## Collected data
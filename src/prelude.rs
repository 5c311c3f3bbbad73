//! Prelude module for booking_calendar crate.
//!
//! Re-exports commonly used derive macros from derive_more.

pub use derive_more::Display;
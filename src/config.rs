//! Booking configuration: the slot grid and the holiday feed country.

use serde::{Deserialize, Serialize};

use crate::{default_slots, TimeSlot, DEFAULT_HOLIDAY_COUNTRY};

#[derive(Debug, Clone, PartialEq, Eq, Serialize, Deserialize)]
#[serde(default, rename_all = "camelCase")]
pub struct BookingConfig {
    /// Bookable start times, strictly ascending
    pub slots:           Vec<TimeSlot>,
    /// Country code passed to the holiday feed
    pub holiday_country: String,
}

impl Default for BookingConfig {
    fn default() -> Self {
        Self {
            slots:           default_slots(),
            holiday_country: DEFAULT_HOLIDAY_COUNTRY.to_owned(),
        }
    }
}

/// Error type for configuration loading.
#[derive(Debug, thiserror::Error)]
pub enum ConfigError {
    #[error("Invalid booking config: {0}")]
    Parse(#[from] serde_json::Error),

    #[error("Booking config has no time slots")]
    EmptySlots,

    #[error("Time slots must be strictly ascending: {previous} is followed by {next}")]
    UnsortedSlots { previous: TimeSlot, next: TimeSlot },
}

impl BookingConfig {
    /// Parses a JSON config; missing keys take their defaults.
    ///
    /// # Errors
    /// Returns `ConfigError` for malformed JSON or an invalid slot list.
    pub fn from_json(json: &str) -> Result<Self, ConfigError> {
        let config: Self = serde_json::from_str(json)?;
        config.validate()?;
        Ok(config)
    }

    /// # Errors
    /// Returns `EmptySlots` or `UnsortedSlots`.
    pub fn validate(&self) -> Result<(), ConfigError> {
        if self.slots.is_empty() {
            return Err(ConfigError::EmptySlots);
        }
        if let Some(pair) = self.slots.windows(2).find(|w| w[0] >= w[1]) {
            return Err(ConfigError::UnsortedSlots { previous: pair[0], next: pair[1] });
        }
        Ok(())
    }
}
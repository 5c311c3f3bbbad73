//! Shared constructors for unit tests.

use crate::{CalendarDate, Holiday, HolidayKind, HolidaySet, TimeSlot, YearMonth};

pub fn date(year: u16, month: u8, day: u8) -> CalendarDate {
    CalendarDate::from_ymd(year, month, day).expect("test date should be valid")
}

pub fn month(year: u16, month: u8) -> YearMonth {
    YearMonth::new(year, month).expect("test month should be valid")
}

pub fn slot(hour: u8) -> TimeSlot {
    TimeSlot::from_hm(hour, 0).expect("test slot should be valid")
}

pub fn national(date_str: &str, name: &str) -> Holiday {
    Holiday::new(date_str.parse().expect("test holiday date should parse"), name, HolidayKind::NationalHoliday)
}

pub fn observance(date_str: &str, name: &str) -> Holiday {
    Holiday::new(date_str.parse().expect("test holiday date should parse"), name, HolidayKind::Observance)
}

/// New Year's Day 2024 as a national holiday plus one observance
pub fn january_2024_holidays() -> HolidaySet {
    HolidaySet::new(vec![
        national("2024-01-01", "New Year"),
        observance("2024-01-21", "Grandmother's Day"),
    ])
}
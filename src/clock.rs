//! Source of "today", used to pick the month a calendar opens on.

use chrono::Local;

use crate::CalendarDate;

pub trait Clock {
    fn today(&self) -> CalendarDate;
}

/// Local wall-clock date.
#[derive(Debug, Clone, Copy, Default)]
pub struct SystemClock;

impl Clock for SystemClock {
    fn today(&self) -> CalendarDate {
        CalendarDate::saturating_from_naive(Local::now().date_naive())
    }
}

/// Always reports the same date.
#[derive(Debug, Clone, Copy)]
pub struct FixedClock(pub CalendarDate);

impl Clock for FixedClock {
    fn today(&self) -> CalendarDate {
        self.0
    }
}
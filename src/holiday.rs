//! Holiday records and the session-wide holiday snapshot.
//!
//! The holiday feed is fetched once per year. Engines only ever see a
//! [`HolidaySet`], which is replaced as a whole when a new feed arrives.

use std::fmt;
use std::str::FromStr;
use std::sync::Arc;

use serde::{Deserialize, Serialize};
use tracing::{debug, warn};

use crate::{CalendarDate, Year, NATIONAL_HOLIDAY_TAG, OBSERVANCE_TAG};

/// How a holiday affects bookings.
#[derive(Debug, Clone, Copy, PartialEq, Eq, Hash)]
pub enum HolidayKind {
    /// Blocks bookings for its date
    NationalHoliday,
    /// Informational only
    Observance,
}

impl HolidayKind {
    pub const fn as_str(self) -> &'static str {
        match self {
            Self::NationalHoliday => NATIONAL_HOLIDAY_TAG,
            Self::Observance => OBSERVANCE_TAG,
        }
    }
}

impl fmt::Display for HolidayKind {
    fn fmt(&self, f: &mut fmt::Formatter<'_>) -> fmt::Result {
        f.write_str(self.as_str())
    }
}

/// Any tag other than `NATIONAL_HOLIDAY` is informational.
impl FromStr for HolidayKind {
    type Err = std::convert::Infallible;

    fn from_str(s: &str) -> Result<Self, Self::Err> {
        if s.trim() == NATIONAL_HOLIDAY_TAG {
            Ok(Self::NationalHoliday)
        } else {
            Ok(Self::Observance)
        }
    }
}

impl Serialize for HolidayKind {
    fn serialize<S>(&self, serializer: S) -> Result<S::Ok, S::Error>
    where
        S: serde::Serializer,
    {
        serializer.serialize_str(self.as_str())
    }
}

impl<'de> Deserialize<'de> for HolidayKind {
    fn deserialize<D>(deserializer: D) -> Result<Self, D::Error>
    where
        D: serde::Deserializer<'de>,
    {
        let s = String::deserialize(deserializer)?;
        s.parse().map_err(serde::de::Error::custom)
    }
}

/// One entry of the holiday feed.
#[derive(Debug, Clone, PartialEq, Eq, Hash, Serialize, Deserialize)]
pub struct Holiday {
    pub date: CalendarDate,
    pub name: String,
    #[serde(rename = "type")]
    pub kind: HolidayKind,
}

impl Holiday {
    pub fn new(date: CalendarDate, name: impl Into<String>, kind: HolidayKind) -> Self {
        Self { date, name: name.into(), kind }
    }

    /// Whether this holiday blocks bookings on its date
    pub fn is_blocking(&self) -> bool {
        self.kind == HolidayKind::NationalHoliday
    }
}

/// Immutable snapshot of the known holidays.
///
/// Cloning shares the underlying slice.
#[derive(Debug, Clone, Default, PartialEq, Eq)]
pub struct HolidaySet {
    holidays: Arc<[Holiday]>,
}

impl HolidaySet {
    pub fn new(holidays: Vec<Holiday>) -> Self {
        Self { holidays: holidays.into() }
    }

    /// No known holidays: only Sundays are excluded
    pub fn empty() -> Self {
        Self::default()
    }

    /// Parses the holiday feed payload, a JSON array of
    /// `{ "date": "YYYY-MM-DD", "name": ..., "type": ... }` objects.
    /// Extra fields are ignored.
    ///
    /// # Errors
    /// Returns `HolidaySourceError::Malformed` when the payload is not such
    /// an array or an entry carries an invalid date.
    pub fn from_json(payload: &str) -> Result<Self, HolidaySourceError> {
        let holidays: Vec<Holiday> = serde_json::from_str(payload)?;
        Ok(Self::new(holidays))
    }

    pub fn len(&self) -> usize {
        self.holidays.len()
    }

    pub fn is_empty(&self) -> bool {
        self.holidays.is_empty()
    }

    pub fn iter(&self) -> std::slice::Iter<'_, Holiday> {
        self.holidays.iter()
    }

    /// First holiday whose date matches exactly, of any kind
    pub fn find(&self, date: &CalendarDate) -> Option<&Holiday> {
        self.holidays.iter().find(|h| h.date == *date)
    }

    /// Whether any national holiday falls on `date`
    pub fn is_national_holiday(&self, date: &CalendarDate) -> bool {
        self.holidays.iter().any(|h| h.date == *date && h.is_blocking())
    }

    /// Dates of every national holiday, in feed order
    pub fn national_dates(&self) -> impl Iterator<Item = CalendarDate> + '_ {
        self.holidays.iter().filter(|h| h.is_blocking()).map(|h| h.date)
    }
}

impl FromIterator<Holiday> for HolidaySet {
    fn from_iter<I: IntoIterator<Item = Holiday>>(iter: I) -> Self {
        Self::new(iter.into_iter().collect())
    }
}

impl<'a> IntoIterator for &'a HolidaySet {
    type Item = &'a Holiday;
    type IntoIter = std::slice::Iter<'a, Holiday>;

    fn into_iter(self) -> Self::IntoIter {
        self.iter()
    }
}

/// Error type for holiday feed retrieval.
#[derive(Debug, thiserror::Error)]
pub enum HolidaySourceError {
    /// The feed could not be reached or refused the request.
    #[error("Holiday feed unavailable: {0}")]
    Unavailable(String),

    /// The feed answered with something that is not a holiday list.
    #[error("Malformed holiday feed: {0}")]
    Malformed(#[from] serde_json::Error),
}

/// Supplies the holidays of a requested year.
pub trait HolidaySource {
    /// # Errors
    /// Implementations report transport or decoding failures; callers go
    /// through [`load_holidays`], which never fails.
    fn holidays_for_year(&self, year: Year) -> Result<Vec<Holiday>, HolidaySourceError>;
}

/// Fixed in-memory holiday list, filtered by year on request.
#[derive(Debug, Clone, Default)]
pub struct StaticHolidays {
    holidays: Vec<Holiday>,
}

impl StaticHolidays {
    pub fn new(holidays: Vec<Holiday>) -> Self {
        Self { holidays }
    }
}

impl HolidaySource for StaticHolidays {
    fn holidays_for_year(&self, year: Year) -> Result<Vec<Holiday>, HolidaySourceError> {
        Ok(self
            .holidays
            .iter()
            .filter(|h| h.date.year() == year.get())
            .cloned()
            .collect())
    }
}

/// Loads a year's holidays into a fresh snapshot.
///
/// A failing source yields an empty set.
pub fn load_holidays<S: HolidaySource + ?Sized>(source: &S, year: Year) -> HolidaySet {
    match source.holidays_for_year(year) {
        Ok(holidays) => {
            debug!(year = year.get(), count = holidays.len(), "Loaded holidays");
            HolidaySet::new(holidays)
        }
        Err(err) => {
            warn!(year = year.get(), error = %err, "Holiday load failed, continuing without holidays");
            HolidaySet::empty()
        }
    }
}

## WORK INSTRUCTIONS
Pull out every line above that holds the word "which".

## ANSWER SECTION
//! [`HolidaySet`], which is replaced as a whole when a new feed arrives.
    /// through [`load_holidays`], which never fails.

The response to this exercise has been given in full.